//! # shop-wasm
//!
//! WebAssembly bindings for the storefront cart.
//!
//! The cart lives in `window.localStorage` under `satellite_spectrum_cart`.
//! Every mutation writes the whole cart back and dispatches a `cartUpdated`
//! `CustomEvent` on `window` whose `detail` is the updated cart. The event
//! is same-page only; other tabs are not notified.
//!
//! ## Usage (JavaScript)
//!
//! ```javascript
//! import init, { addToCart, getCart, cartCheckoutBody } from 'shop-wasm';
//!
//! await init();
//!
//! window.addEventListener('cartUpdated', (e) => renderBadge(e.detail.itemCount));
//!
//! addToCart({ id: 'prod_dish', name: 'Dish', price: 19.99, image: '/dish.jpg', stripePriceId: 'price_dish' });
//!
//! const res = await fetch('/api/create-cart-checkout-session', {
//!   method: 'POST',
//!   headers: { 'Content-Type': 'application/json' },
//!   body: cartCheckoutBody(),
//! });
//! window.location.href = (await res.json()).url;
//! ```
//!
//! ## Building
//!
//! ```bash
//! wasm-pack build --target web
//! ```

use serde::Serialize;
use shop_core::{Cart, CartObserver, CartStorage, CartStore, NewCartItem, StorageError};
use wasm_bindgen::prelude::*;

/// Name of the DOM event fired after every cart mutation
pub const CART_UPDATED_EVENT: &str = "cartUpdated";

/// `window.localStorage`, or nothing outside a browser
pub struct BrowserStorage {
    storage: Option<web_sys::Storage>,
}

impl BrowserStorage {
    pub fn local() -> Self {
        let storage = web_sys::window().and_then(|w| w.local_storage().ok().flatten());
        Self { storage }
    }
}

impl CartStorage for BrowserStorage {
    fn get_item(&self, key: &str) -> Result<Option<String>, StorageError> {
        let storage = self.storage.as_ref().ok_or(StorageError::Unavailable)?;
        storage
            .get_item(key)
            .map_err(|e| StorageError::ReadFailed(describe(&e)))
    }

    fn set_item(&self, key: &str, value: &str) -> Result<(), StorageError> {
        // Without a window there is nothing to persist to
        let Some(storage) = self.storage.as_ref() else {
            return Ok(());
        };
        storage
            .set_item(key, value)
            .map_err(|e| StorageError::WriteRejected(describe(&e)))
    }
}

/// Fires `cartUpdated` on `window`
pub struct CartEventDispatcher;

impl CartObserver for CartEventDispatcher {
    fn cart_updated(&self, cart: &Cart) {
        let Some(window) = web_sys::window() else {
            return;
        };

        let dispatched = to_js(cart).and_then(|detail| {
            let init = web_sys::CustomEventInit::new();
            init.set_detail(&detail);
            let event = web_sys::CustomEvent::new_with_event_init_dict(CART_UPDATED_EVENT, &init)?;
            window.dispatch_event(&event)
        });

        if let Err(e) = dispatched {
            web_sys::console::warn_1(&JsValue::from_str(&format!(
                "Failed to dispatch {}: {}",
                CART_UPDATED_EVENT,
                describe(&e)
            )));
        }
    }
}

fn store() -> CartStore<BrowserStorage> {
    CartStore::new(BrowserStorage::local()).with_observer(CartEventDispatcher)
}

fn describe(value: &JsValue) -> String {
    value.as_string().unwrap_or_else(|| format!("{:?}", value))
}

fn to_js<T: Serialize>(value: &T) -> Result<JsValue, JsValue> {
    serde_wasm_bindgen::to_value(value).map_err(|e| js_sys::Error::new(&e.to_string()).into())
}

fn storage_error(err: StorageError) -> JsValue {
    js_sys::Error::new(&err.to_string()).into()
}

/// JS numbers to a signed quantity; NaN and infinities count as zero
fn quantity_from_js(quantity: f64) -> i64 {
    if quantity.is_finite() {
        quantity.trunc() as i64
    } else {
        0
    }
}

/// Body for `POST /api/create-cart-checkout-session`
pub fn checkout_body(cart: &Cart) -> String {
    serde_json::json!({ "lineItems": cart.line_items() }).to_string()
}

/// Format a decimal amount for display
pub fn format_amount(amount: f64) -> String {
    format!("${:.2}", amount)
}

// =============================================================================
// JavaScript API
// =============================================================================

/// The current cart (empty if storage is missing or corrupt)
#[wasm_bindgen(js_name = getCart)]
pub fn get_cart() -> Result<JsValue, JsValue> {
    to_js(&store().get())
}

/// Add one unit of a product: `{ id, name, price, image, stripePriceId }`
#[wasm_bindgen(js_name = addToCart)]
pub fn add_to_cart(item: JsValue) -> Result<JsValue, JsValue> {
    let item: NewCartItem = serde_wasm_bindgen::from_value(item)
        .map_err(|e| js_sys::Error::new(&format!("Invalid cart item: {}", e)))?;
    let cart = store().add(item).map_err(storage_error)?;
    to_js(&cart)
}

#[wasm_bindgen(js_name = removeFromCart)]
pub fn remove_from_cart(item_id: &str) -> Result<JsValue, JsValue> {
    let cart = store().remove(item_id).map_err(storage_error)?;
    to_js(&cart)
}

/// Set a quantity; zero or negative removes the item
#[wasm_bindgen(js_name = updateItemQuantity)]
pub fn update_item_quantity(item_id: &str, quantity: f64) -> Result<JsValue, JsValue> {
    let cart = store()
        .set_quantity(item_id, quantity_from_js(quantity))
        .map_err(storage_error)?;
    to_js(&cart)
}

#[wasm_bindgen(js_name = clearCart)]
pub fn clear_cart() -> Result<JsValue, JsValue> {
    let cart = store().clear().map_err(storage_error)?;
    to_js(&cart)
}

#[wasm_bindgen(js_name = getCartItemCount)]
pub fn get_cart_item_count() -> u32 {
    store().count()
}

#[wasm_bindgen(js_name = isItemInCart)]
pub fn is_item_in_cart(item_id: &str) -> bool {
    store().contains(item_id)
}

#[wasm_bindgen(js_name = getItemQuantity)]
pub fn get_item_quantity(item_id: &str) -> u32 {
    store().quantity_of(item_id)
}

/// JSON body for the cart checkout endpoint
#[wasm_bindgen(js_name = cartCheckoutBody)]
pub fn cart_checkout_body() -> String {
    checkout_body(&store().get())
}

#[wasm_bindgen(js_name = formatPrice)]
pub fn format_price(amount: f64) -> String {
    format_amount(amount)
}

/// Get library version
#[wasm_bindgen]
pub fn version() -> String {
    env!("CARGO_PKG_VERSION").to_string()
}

==========

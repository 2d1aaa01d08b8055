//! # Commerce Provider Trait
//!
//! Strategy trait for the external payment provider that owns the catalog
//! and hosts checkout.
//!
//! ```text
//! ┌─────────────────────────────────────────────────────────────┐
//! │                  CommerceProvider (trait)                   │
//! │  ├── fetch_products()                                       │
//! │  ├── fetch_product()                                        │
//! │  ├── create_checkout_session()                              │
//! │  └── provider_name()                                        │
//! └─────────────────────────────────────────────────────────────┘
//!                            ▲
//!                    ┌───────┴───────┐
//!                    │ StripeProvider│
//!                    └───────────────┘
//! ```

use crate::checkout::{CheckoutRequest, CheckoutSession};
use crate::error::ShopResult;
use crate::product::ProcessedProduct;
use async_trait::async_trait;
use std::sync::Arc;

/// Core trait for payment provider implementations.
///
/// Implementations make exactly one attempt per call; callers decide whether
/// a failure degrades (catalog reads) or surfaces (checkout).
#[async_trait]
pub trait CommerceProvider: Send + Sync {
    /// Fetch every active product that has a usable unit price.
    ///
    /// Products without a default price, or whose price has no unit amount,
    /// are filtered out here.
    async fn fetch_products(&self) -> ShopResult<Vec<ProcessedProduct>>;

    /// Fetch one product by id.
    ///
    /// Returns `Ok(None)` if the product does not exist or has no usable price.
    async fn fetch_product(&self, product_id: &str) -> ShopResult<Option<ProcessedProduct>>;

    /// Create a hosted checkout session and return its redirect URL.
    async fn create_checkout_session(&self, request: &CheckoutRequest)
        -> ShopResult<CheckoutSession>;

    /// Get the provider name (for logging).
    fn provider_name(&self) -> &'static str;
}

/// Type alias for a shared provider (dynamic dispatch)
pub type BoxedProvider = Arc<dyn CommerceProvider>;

==========

Copy each line of the data above that holds "catalog".

▶ EXERCISE ANSWER:
//! Strategy trait for the external payment provider that owns the catalog
/// a failure degrades (catalog reads) or surfaces (checkout).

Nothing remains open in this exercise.